Holy Fire, Bruce Sterling
Bantam Spectra, 1996, 326 pages, C$31.95 hc, ISBN 0-553-09958-2
In Look at the Evidence, master SF critic John Clute has written a fascinating essay on what he calls the “true age” of a SF work. Ineptly put, this mean that despite the stated year in which a Science-Fiction work takes place, it is almost always about another year. Most of the time, a book written in, say, 1995 will be about 1990 rather than 2361. Most of the SF written in the seventies is thus about the seventies: Overpopulation, environmental collapse and feminism all figure prominently in these works. (Clute then goes on to state that a lot of recent genre SF is about 1940-1960, which is a fascinating idea that deserves exploration… but not here.)
Clute’s theory isn’t universally applicable, but works quite well in the case of Bruce Sterling’s latest novel; Holy Fire.
Before venturing further in critical theory, though, a bit of plot: Holy Fire takes place a century from now, in a future where life-extension treatments are getting increasingly commonplace and efficient. Not surprisingly, the power is now in the hand of those who live the longest, who can invest their money in decade-long financial enterprises and can afford to wait to reap the results. There’s now “real money” and the young don’t have any. Gerontocracy is a common word in this novel.
Mia Ziemann is a medical economist nearing ninety years of age, and it’s her job to know about these things. The novel opens as she visits an old lover but a few fortuitous encounters later, Mia decides that it’s time to cash in her life savings and to be rejuvenated. Once that is done, she escapes from her medical supervision and makes her way to Europe, where she spends the remainder of the novel hanging out with anarchists, calling herself Maya, sleeping with unattractive men and finding her true self, not necessarily in this order.
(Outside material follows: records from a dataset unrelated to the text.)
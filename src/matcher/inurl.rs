//! 子串匹配器
//! 判断一组待查子串（needle）中是否至少有一个命中 URL（haystack）

use std::fmt;
use std::str::FromStr;
use serde::{Deserialize, Serialize};

use crate::error::GeolinksError;

/// 匹配位置
#[derive(Debug, Clone, Copy, PartialEq, Eq, Hash, Default, Serialize, Deserialize)]
#[serde(rename_all = "lowercase")]
pub enum MatchPosition {
    #[default]
    Any,   // 任意位置包含
    Begin, // 前缀匹配
    End,   // 后缀匹配
}

impl MatchPosition {
    /// 对已小写的 haystack 与 needle 进行单次比较
    fn matches(self, haystack: &str, needle: &str) -> bool {
        match self {
            MatchPosition::Any => haystack.contains(needle),
            MatchPosition::Begin => haystack.starts_with(needle),
            MatchPosition::End => haystack.ends_with(needle),
        }
    }

    /// 位置描述
    pub fn describe(&self) -> &'static str {
        match self {
            MatchPosition::Any => "any",
            MatchPosition::Begin => "begin",
            MatchPosition::End => "end",
        }
    }
}

impl fmt::Display for MatchPosition {
    fn fmt(&self, f: &mut fmt::Formatter<'_>) -> fmt::Result {
        f.write_str(self.describe())
    }
}

impl FromStr for MatchPosition {
    type Err = GeolinksError;

    fn from_str(s: &str) -> Result<Self, Self::Err> {
        match s.trim().to_ascii_lowercase().as_str() {
            "any" => Ok(MatchPosition::Any),
            "begin" => Ok(MatchPosition::Begin),
            "end" => Ok(MatchPosition::End),
            other => Err(GeolinksError::InvalidInput(format!("未知匹配位置：{}", other))),
        }
    }
}

/// 大小写不敏感的子串匹配，任意一个 needle 命中即返回 true
///
/// needle 集合为空时返回 false
pub fn inurl(needles: &[&str], haystack: &str, position: MatchPosition) -> bool {
    let haystack = haystack.to_lowercase();

    needles
        .iter()
        .any(|needle| position.matches(&haystack, &needle.to_lowercase()))
}
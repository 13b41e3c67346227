//! OGC API 探测（Records/Features/Coverages）
//! 读取 /conformance 声明，按一致性类 URI 判断服务类型

use async_trait::async_trait;
use reqwest::Client;
use serde::Deserialize;
use tracing::debug;
use url::Url;

use super::{fetch_text, ProbeOutcome, ServiceProbe};
use crate::error::GeoResult;
use crate::rule::LinkProtocol;
use crate::utils::UrlBuilder;

/// conformance 声明
#[derive(Debug, Deserialize)]
struct ConformanceDeclaration {
    #[serde(rename = "conformsTo", default)]
    conforms_to: Vec<String>,
}

impl ConformanceDeclaration {
    fn parse(body: &str) -> GeoResult<Self> {
        Ok(serde_json::from_str(body)?)
    }
}

/// OGC API 类型
#[derive(Debug, Clone, Copy, PartialEq, Eq, Hash)]
pub enum OgcApiKind {
    Records,
    Features,
    Coverages,
}

impl OgcApiKind {
    /// 一致性类 URI 中的标识片段
    pub fn conformance_marker(&self) -> &'static str {
        match self {
            OgcApiKind::Records => "ogcapi-records-1/",
            OgcApiKind::Features => "ogcapi-features-1/",
            OgcApiKind::Coverages => "ogcapi-coverages-1/",
        }
    }

    pub fn protocol(&self) -> LinkProtocol {
        match self {
            OgcApiKind::Records => LinkProtocol::OgcApiRecords,
            OgcApiKind::Features => LinkProtocol::OgcApiFeatures,
            OgcApiKind::Coverages => LinkProtocol::OgcApiCoverages,
        }
    }
}

/// OGC API conformance 探测器
#[derive(Debug, Clone)]
pub struct OgcApiProbe {
    kind: OgcApiKind,
}

impl OgcApiProbe {
    pub fn new(kind: OgcApiKind) -> Self {
        Self { kind }
    }

    pub fn kind(&self) -> OgcApiKind {
        self.kind
    }

    /// 判定 conformance 响应体
    pub fn evaluate(&self, body: &str) -> ProbeOutcome {
        let declaration = match ConformanceDeclaration::parse(body) {
            Ok(declaration) => declaration,
            Err(e) => return ProbeOutcome::NoMatch(format!("conformance 解析失败：{}", e)),
        };

        let marker = self.kind.conformance_marker();
        if declaration.conforms_to.iter().any(|uri| uri.to_ascii_lowercase().contains(marker)) {
            ProbeOutcome::Identified(self.kind.protocol())
        } else {
            ProbeOutcome::NoMatch(format!(
                "{} 条一致性类中没有 {}",
                declaration.conforms_to.len(),
                marker
            ))
        }
    }
}

#[async_trait]
impl ServiceProbe for OgcApiProbe {
    fn protocol(&self) -> LinkProtocol {
        self.kind.protocol()
    }

    async fn probe(&self, client: &Client, url: &Url) -> ProbeOutcome {
        let request_url = match UrlBuilder::conformance_url(url) {
            Ok(request_url) => request_url,
            Err(e) => return ProbeOutcome::TransportError(e.to_string()),
        };
        debug!("发起 {} conformance 探测：{}", self.kind.protocol(), request_url);

        match fetch_text(client, request_url, Some("application/json")).await {
            Ok(body) => self.evaluate(&body),
            Err(e) => ProbeOutcome::TransportError(e.to_string()),
        }
    }
}

#[cfg(test)]
mod tests {
    use super::*;

    const PYGEOAPI_CONFORMANCE: &str = r#"{
        "conformsTo": [
            "http://www.opengis.net/spec/ogcapi-common-1/1.0/conf/core",
            "http://www.opengis.net/spec/ogcapi-features-1/1.0/conf/core",
            "http://www.opengis.net/spec/ogcapi-features-1/1.0/conf/geojson",
            "http://www.opengis.net/spec/ogcapi-records-1/1.0/conf/core"
        ]
    }"#;

    #[test]
    fn test_matches_conformance_classes() {
        assert_eq!(
            OgcApiProbe::new(OgcApiKind::Features).evaluate(PYGEOAPI_CONFORMANCE),
            ProbeOutcome::Identified(LinkProtocol::OgcApiFeatures)
        );
        assert_eq!(
            OgcApiProbe::new(OgcApiKind::Records).evaluate(PYGEOAPI_CONFORMANCE),
            ProbeOutcome::Identified(LinkProtocol::OgcApiRecords)
        );
        assert!(matches!(
            OgcApiProbe::new(OgcApiKind::Coverages).evaluate(PYGEOAPI_CONFORMANCE),
            ProbeOutcome::NoMatch(_)
        ));
    }

    #[test]
    fn test_invalid_body_is_no_match() {
        let probe = OgcApiProbe::new(OgcApiKind::Features);
        assert!(matches!(probe.evaluate("<html></html>"), ProbeOutcome::NoMatch(_)));
        assert!(matches!(probe.evaluate("{}"), ProbeOutcome::NoMatch(_)));
    }

    #[test]
    fn test_parse_declaration_error() {
        assert!(matches!(
            ConformanceDeclaration::parse("<html></html>"),
            Err(crate::error::GeolinksError::JsonError(_))
        ));
        assert_eq!(ConformanceDeclaration::parse("{}").unwrap().conforms_to.len(), 0);
    }
}
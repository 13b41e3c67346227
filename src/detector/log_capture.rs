//! 测试用日志捕获：将当前线程的 tracing 输出写入内存缓冲区
use std::io;
use std::sync::{Arc, Mutex};

use tracing::subscriber::DefaultGuard;

#[derive(Clone, Default)]
pub(crate) struct CapturedLogs(Arc<Mutex<Vec<u8>>>);

impl CapturedLogs {
    /// 安装线程内默认 subscriber，guard 存活期间有效
    pub(crate) fn install() -> (Self, DefaultGuard) {
        let logs = Self::default();
        let writer = logs.clone();
        let subscriber = tracing_subscriber::fmt()
            .with_max_level(tracing::Level::DEBUG)
            .with_ansi(false)
            .with_writer(move || writer.clone())
            .finish();
        let guard = tracing::subscriber::set_default(subscriber);
        (logs, guard)
    }

    pub(crate) fn contents(&self) -> String {
        let buf = self.0.lock().unwrap();
        String::from_utf8_lossy(&buf).into_owned()
    }
}

impl io::Write for CapturedLogs {
    fn write(&mut self, data: &[u8]) -> io::Result<usize> {
        self.0.lock().unwrap().extend_from_slice(data);
        Ok(data.len())
    }

    fn flush(&mut self) -> io::Result<()> {
        Ok(())
    }
}
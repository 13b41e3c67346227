//! 探测请求URL构造工具
//! OWS GetCapabilities 请求与 OGC API conformance 请求的地址拼接

use url::Url;

use crate::error::{GeoResult, GeolinksError};

// 由探测请求覆盖的 OWS 查询参数（不区分大小写）
const OWS_OVERRIDDEN_KEYS: [&str; 3] = ["service", "version", "request"];

/// URL构造工具
pub struct UrlBuilder;

impl UrlBuilder {
    /// 解析待探测的目标地址
    pub fn parse_target(link: &str) -> GeoResult<Url> {
        Ok(Url::parse(link)?)
    }

    /// 构造 GetCapabilities 请求地址
    /// 保留原有查询参数，同名（不区分大小写）的 service/version/request 被替换
    pub fn capabilities_url(base: &Url, service: &str, version: &str) -> Url {
        let kept: Vec<(String, String)> = base
            .query_pairs()
            .filter(|(key, _)| !OWS_OVERRIDDEN_KEYS.iter().any(|k| key.eq_ignore_ascii_case(k)))
            .map(|(key, value)| (key.into_owned(), value.into_owned()))
            .collect();

        let mut url = base.clone();
        url.set_query(None);
        url.set_fragment(None);
        {
            let mut pairs = url.query_pairs_mut();
            for (key, value) in &kept {
                pairs.append_pair(key, value);
            }
            pairs
                .append_pair("service", service)
                .append_pair("version", version)
                .append_pair("request", "GetCapabilities");
        }
        url
    }

    /// 构造 OGC API conformance 请求地址（丢弃原查询参数，追加 f=json）
    pub fn conformance_url(base: &Url) -> GeoResult<Url> {
        let mut url = base.clone();
        url.set_query(None);
        url.set_fragment(None);
        url.path_segments_mut()
            .map_err(|_| GeolinksError::InvalidInput(format!("URL不支持路径拼接：{}", base)))?
            .pop_if_empty()
            .push("conformance");
        url.query_pairs_mut().append_pair("f", "json");
        Ok(url)
    }
}
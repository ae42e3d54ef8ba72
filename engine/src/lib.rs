// Life of a query:
// 1. An upstream parser/optimizer hands over a compiled algebra tree
// 2. The evaluator walks the tree depth-first:
//     - Patterns and BGPs look up candidate triples in the dataset
//     - Binary operators evaluate the left side first and feed its
//       bindings into the right side where that is safe
//     - Modifiers (extend, filter, distinct, project, slice) transform
//       their child's result
// 3. The resulting multiset of solutions goes to a downstream serializer
//
// System components:
//  - Dataset contract (plus an in-memory implementation)
//  - Multiset combinators
//  - Recursive evaluator with a per-query deadline

pub mod config;
pub mod dataset;
pub mod query;
pub mod term;
pub mod time;

#[cfg(test)]
mod e2e_tests;

pub use config::EngineConfig;
pub use dataset::{Dataset, DatasetError, MemoryDataset};
pub use query::{Algebra, EvaluationError, Multiset, QueryEngine, Solution};
pub use term::{Position, Triple, Variable};
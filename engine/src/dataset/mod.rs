//! The dataset contract consumed by the evaluator.
//!
//! The evaluator never owns triple storage. It asks a [`Dataset`] for triples
//! through one of the index paths below and filters the candidates itself:
//!
//! - Single-term scans: by subject, by predicate, by object
//! - Two-term lookups: by subject+predicate, subject+object, predicate+object
//! - Direct containment test for fully bound triples
//! - Full scan as a last resort
//!
//! Every sequence is lazy and may only be consumed once.
//!
//! [`MemoryDataset`] is an in-memory implementation with all six indexes.

mod memory;

pub use memory::MemoryDataset;

use crate::term::{Term, Triple, TripleError};

/// A lazy, finite sequence of triples returned by a dataset lookup.
pub type TripleIter<'a> = Box<dyn Iterator<Item = Triple> + 'a>;

/// Read access to a set of triples.
///
/// Implementations may be shared read-only between concurrently executing
/// queries. Writes during an in-flight lookup must be serialized or
/// snapshot-isolated by the implementation.
pub trait Dataset {
    /// All triples with the given subject.
    fn triples_with_subject(&self, subject: &Term) -> Result<TripleIter<'_>, DatasetError>;

    /// All triples with the given predicate.
    fn triples_with_predicate(&self, predicate: &Term) -> Result<TripleIter<'_>, DatasetError>;

    /// All triples with the given object.
    fn triples_with_object(&self, object: &Term) -> Result<TripleIter<'_>, DatasetError>;

    /// All triples with the given subject and predicate.
    fn triples_with_subject_predicate(
        &self,
        subject: &Term,
        predicate: &Term,
    ) -> Result<TripleIter<'_>, DatasetError>;

    /// All triples with the given subject and object.
    fn triples_with_subject_object(
        &self,
        subject: &Term,
        object: &Term,
    ) -> Result<TripleIter<'_>, DatasetError>;

    /// All triples with the given predicate and object.
    fn triples_with_predicate_object(
        &self,
        predicate: &Term,
        object: &Term,
    ) -> Result<TripleIter<'_>, DatasetError>;

    /// Check whether the exact triple is present.
    fn contains(&self, triple: &Triple) -> Result<bool, DatasetError>;

    /// Every triple in the dataset.
    ///
    /// Use with caution - this can be expensive for large datasets.
    fn all_triples(&self) -> Result<TripleIter<'_>, DatasetError>;
}

/// Errors reported by a dataset.
#[derive(Debug, Clone, PartialEq, Eq)]
pub enum DatasetError {
    /// The dataset could not serve the request.
    Unavailable(String),
    /// A triple with ill-typed terms was offered to the dataset.
    InvalidTriple(TripleError),
}

impl std::fmt::Display for DatasetError {
    fn fmt(&self, f: &mut std::fmt::Formatter<'_>) -> std::fmt::Result {
        match self {
            Self::Unavailable(message) => write!(f, "dataset unavailable: {message}"),
            Self::InvalidTriple(e) => write!(f, "invalid triple: {e}"),
        }
    }
}

impl std::error::Error for DatasetError {
    fn source(&self) -> Option<&(dyn std::error::Error + 'static)> {
        match self {
            Self::Unavailable(_) => None,
            Self::InvalidTriple(e) => Some(e),
        }
    }
}

impl From<TripleError> for DatasetError {
    fn from(e: TripleError) -> Self {
        Self::InvalidTriple(e)
    }
}
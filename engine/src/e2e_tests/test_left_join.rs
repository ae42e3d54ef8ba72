//! Test optional joins (left join semantics).

use std::sync::Arc;

use crate::e2e_tests::helpers::{column, evaluate, pattern, social_dataset};
use crate::query::{Algebra, Expr, Multiset};
use crate::testing::{ProbeDataset, iri};

/// Every person is kept; only those with an email gain `?e`.
#[test]
fn test_left_join_keeps_every_left_solution() {
    let dataset = social_dataset();

    let result = evaluate(
        &dataset,
        &Algebra::left_join(
            pattern("?p", "type", "Person"),
            pattern("?p", "email", "?e"),
            None,
        ),
    );

    assert_eq!(result.len(), 3);
    assert_eq!(column(&result, "p"), vec!["alice", "bob", "carol"]);
    assert_eq!(column(&result, "e"), vec!["-", "alice-mail", "carol-mail"]);
}

/// Merged solutions rejected by the filter fall back to the left solution.
#[test]
fn test_left_join_filter() {
    let dataset = social_dataset();

    let result = evaluate(
        &dataset,
        &Algebra::left_join(
            pattern("?p", "type", "Person"),
            pattern("?p", "email", "?e"),
            Some(Arc::new(Expr::equal(
                Expr::var("e"),
                Expr::constant(iri("carol-mail")),
            ))),
        ),
    );

    assert_eq!(result.len(), 3);
    assert_eq!(column(&result, "e"), vec!["-", "-", "carol-mail"]);
}

/// A filter that errors for a solution rejects that merge.
#[test]
fn test_left_join_filter_error_rejects() {
    let dataset = social_dataset();

    let result = evaluate(
        &dataset,
        &Algebra::left_join(
            pattern("?p", "type", "Person"),
            pattern("?p", "email", "?e"),
            Some(Arc::new(Expr::var("unbound"))),
        ),
    );

    assert_eq!(column(&result, "e"), vec!["-", "-", "-"]);
}

/// When the sides share a variable the right side is narrowed on the left's
/// bindings; when they do not, it is evaluated once from scratch.
#[test]
fn test_left_join_linearization() {
    let probe = ProbeDataset::new(social_dataset());
    let shared = evaluate(
        &probe,
        &Algebra::left_join(
            pattern("?p", "type", "Person"),
            pattern("?p", "email", "?e"),
            None,
        ),
    );
    assert_eq!(shared.len(), 3);
    assert_eq!(probe.counts().by_subject_predicate, 3);

    probe.reset();
    let disjoint = evaluate(
        &probe,
        &Algebra::left_join(
            pattern("?p", "type", "Person"),
            pattern("?x", "email", "?e"),
            None,
        ),
    );
    assert_eq!(disjoint.len(), 6);
    assert_eq!(probe.counts().by_predicate, 1);
    assert_eq!(probe.counts().by_subject_predicate, 0);
}

/// An empty left side gives `Null` without evaluating the right side.
#[test]
fn test_left_join_empty_left() {
    let probe = ProbeDataset::new(social_dataset());

    let result = evaluate(
        &probe,
        &Algebra::left_join(
            pattern("?p", "type", "Unicorn"),
            pattern("?p", "email", "?e"),
            None,
        ),
    );

    assert_eq!(result, Multiset::Null);
    assert_eq!(probe.counts().total(), 1);
}

/// Optional values float: they are declared but not fixed.
#[test]
fn test_left_join_variables() {
    let dataset = social_dataset();

    let result = evaluate(
        &dataset,
        &Algebra::left_join(
            pattern("?p", "type", "Person"),
            pattern("?p", "email", "?e"),
            None,
        ),
    );

    assert!(result.fixed_variables().contains("p"));
    assert!(result.floating_variables().contains("e"));
}
//! Query algebra evaluation.
//!
//! This module evaluates compiled algebra trees over a triple dataset. It
//! supports:
//! - Triple patterns and basic graph patterns
//! - Join, optional join (with filter), union and minus
//! - EXISTS / NOT EXISTS
//! - Extend, filter, distinct, project and slice
//!
//! # Example
//!
//! ```
//! use engine::config::EngineConfig;
//! use engine::dataset::MemoryDataset;
//! use engine::query::{Algebra, PatternItem, QueryEngine, TriplePattern};
//! use engine::term::{NamedNode, Term};
//!
//! let iri = |name: &str| {
//!     Term::from(NamedNode::new_unchecked(format!("http://example.org/{name}")))
//! };
//!
//! let mut dataset = MemoryDataset::new();
//! dataset.insert_terms(iri("alice"), iri("knows"), iri("bob")).unwrap();
//! let config = EngineConfig::default();
//! let engine = QueryEngine::new(&dataset, &config);
//!
//! let tree = Algebra::pattern(
//!     TriplePattern::new(
//!         PatternItem::variable("who"),
//!         PatternItem::constant(iri("knows")),
//!         PatternItem::constant(iri("bob")),
//!     )
//!     .unwrap(),
//! );
//!
//! let result = engine.evaluate(&tree).unwrap();
//! assert_eq!(result.solutions()[0].get_by_name("who"), Some(&iri("alice")));
//! ```

pub mod algebra;
pub mod context;
pub mod engine;
pub mod error;
pub mod expression;
pub mod format;
pub mod matcher;
pub mod multiset;
pub mod pattern;
pub mod solution;

pub use algebra::{Algebra, Assignment, Assignments};
pub use context::EvaluationContext;
pub use engine::QueryEngine;
pub use error::{AlgebraError, EvaluationError, PatternError};
pub use expression::{Expr, Expression, ExpressionError, effective_boolean_value};
pub use format::{NTriplesFormatter, PrefixFormatter, TermFormatter};
pub use matcher::match_pattern;
pub use multiset::Multiset;
pub use pattern::{IndexPath, PatternItem, TriplePattern};
pub use solution::Solution;
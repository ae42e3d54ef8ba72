//! Test EXISTS / NOT EXISTS filtering.

use crate::e2e_tests::helpers::{column, evaluate, pattern, social_dataset};
use crate::query::{Algebra, Expr, Multiset};
use crate::testing::{ProbeDataset, iri};

/// EXISTS and NOT EXISTS over the same sides split the left solutions in two.
#[test]
fn test_exists_partitions_left() {
    let dataset = social_dataset();
    let left = || pattern("?p", "type", "Person");
    let right = || pattern("?p", "email", "?e");

    let all = evaluate(&dataset, &left());
    let with = evaluate(&dataset, &Algebra::exists(left(), right()));
    let without = evaluate(&dataset, &Algebra::not_exists(left(), right()));

    assert_eq!(with.len() + without.len(), all.len());
    assert_eq!(column(&with, "p"), vec!["alice", "carol"]);
    assert_eq!(column(&without, "p"), vec!["bob"]);

    assert_eq!(column(&with.union(&without), "p"), column(&all, "p"));
}

/// The right side only filters: its variables never reach the output.
#[test]
fn test_exists_does_not_bind() {
    let dataset = social_dataset();

    let result = evaluate(
        &dataset,
        &Algebra::exists(pattern("?p", "type", "Person"), pattern("?p", "email", "?e")),
    );

    let left = evaluate(&dataset, &pattern("?p", "type", "Person"));
    assert_eq!(result.variables(), left.variables());
    assert!(result.solutions().iter().all(|s| !s.has_name("e")));
}

/// The right side is evaluated against the left bindings.
#[test]
fn test_exists_with_filtered_right() {
    let dataset = social_dataset();

    let result = evaluate(
        &dataset,
        &Algebra::exists(
            pattern("?p", "type", "Person"),
            Algebra::filter(
                pattern("?p", "knows", "?q"),
                Expr::equal(Expr::var("q"), Expr::constant(iri("bob"))),
            ),
        ),
    );

    assert_eq!(column(&result, "p"), vec!["alice"]);
}

/// An empty left side gives `Null` and the right side is never evaluated.
#[test]
fn test_not_exists_empty_left() {
    let probe = ProbeDataset::new(social_dataset());

    let result = evaluate(
        &probe,
        &Algebra::not_exists(pattern("?p", "type", "Unicorn"), pattern("?p", "?x", "?y")),
    );

    assert_eq!(result, Multiset::Null);
    assert_eq!(probe.counts().all_triples, 0);
}
//! Per-query evaluation state.
//!
//! The `EvaluationContext` holds the input multiset for the node currently
//! being evaluated, together with the dataset, the configuration and the
//! deadline. It is created for one evaluation and passed by `&mut` through
//! the recursion; nothing else mutates it.

use std::sync::Arc;

use tracing::debug;

use super::error::EvaluationError;
use super::multiset::Multiset;
use crate::config::EngineConfig;
use crate::dataset::Dataset;
use crate::time::{Deadline, TimeSource};

/// The mutable state of one evaluation.
pub struct EvaluationContext<'a> {
    input: Arc<Multiset>,
    dataset: &'a dyn Dataset,
    config: &'a EngineConfig,
    time: &'a dyn TimeSource,
    deadline: Deadline,
}

impl<'a> EvaluationContext<'a> {
    /// Start an evaluation: the deadline is taken from the time source now.
    pub fn new(
        input: Multiset,
        dataset: &'a dyn Dataset,
        config: &'a EngineConfig,
        time: &'a dyn TimeSource,
    ) -> Self {
        let deadline = Deadline::start(time.now_ms(), config.query_timeout_ms);
        Self {
            input: Arc::new(input),
            dataset,
            config,
            time,
            deadline,
        }
    }

    /// The multiset the current node is evaluated against.
    #[must_use]
    pub fn input(&self) -> &Multiset {
        &self.input
    }

    /// A shared handle to the current input.
    #[must_use]
    pub fn shared_input(&self) -> Arc<Multiset> {
        Arc::clone(&self.input)
    }

    /// Replace the input, returning the previous one.
    pub fn replace_input(&mut self, input: Arc<Multiset>) -> Arc<Multiset> {
        std::mem::replace(&mut self.input, input)
    }

    /// Run `f` with `input` installed, restoring the previous input afterwards,
    /// whether `f` succeeds or not.
    pub fn with_input<T>(
        &mut self,
        input: Arc<Multiset>,
        f: impl FnOnce(&mut Self) -> Result<T, EvaluationError>,
    ) -> Result<T, EvaluationError> {
        let previous = self.replace_input(input);
        let result = f(self);
        self.input = previous;
        result
    }

    #[must_use]
    pub fn dataset(&self) -> &'a dyn Dataset {
        self.dataset
    }

    #[must_use]
    pub const fn config(&self) -> &'a EngineConfig {
        self.config
    }

    /// Fail if the deadline has passed.
    ///
    /// # Errors
    ///
    /// Returns [`EvaluationError::Timeout`] once the time budget is spent.
    pub fn check_timeout(&self) -> Result<(), EvaluationError> {
        let Some(limit_ms) = self.deadline.limit_ms() else {
            return Ok(());
        };
        let now = self.time.now_ms();
        if self.deadline.is_expired(now) {
            let elapsed_ms = self.deadline.elapsed_ms(now);
            debug!(limit_ms, elapsed_ms, "query deadline exceeded");
            return Err(EvaluationError::Timeout {
                limit_ms,
                elapsed_ms,
            });
        }
        Ok(())
    }
}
It doesn’t take a diploma in literary engineering or medical sociology to guess why Holy Fire is a novel of the nineties: In an age where the baby-boomers are hitting their fifties in greater numbers (and retiring younger and younger; this critic’s father being a case in point) it’s evident that Sterling is taking a unsettling tendency and pushing it in a farther, more “Comfortable” future. Mia’s world is becoming more friendly, less violent, but also more boring with less place for innovation and initiative. Parallels…?
A better, but less exciting work than Sterling’s previous Heavy Weather, Holy Fire uses the word “postmodernist” a lot. It shouldn’t be too surprising then that most of the novel consists of aimless wandering through the anarchist cliques of Europe. Sometimes it’s interesting, other time it’s filler until something happens. The Maya/Mia dichotomy isn’t very well defined, or at least could have been used better. This novel consciously turn the traditionally SF “coming of age” novel on its head by starring a 90-year old woman rediscovering herself using a young body. (Is it a “going of age” or “re-coming of age” novel?)
Still, Holy Fire is very likely one of the best SF book you’re likely to read this year. Sterling, a leading proponent of the now-passé (really?) cyberpunk movement, has kept intact his love of gadgets so evident in all his works. Holy Fire features talking dogs (including a likable talk-show host), translating devices (sometime reminiscent of Douglas Adam’s Babel Fish), a believable rejuvenating process (probably the most mesmerizing sequence of the book) and some impressive home pages… er… palaces.
A mature, sometime meandering work, Holy Fire strengthens Sterling’s position as one of the surest talent of contemporary SF. Perhaps too consciously post-something to achieve wide success and recognition, but smart and speculative enough to be read anyway.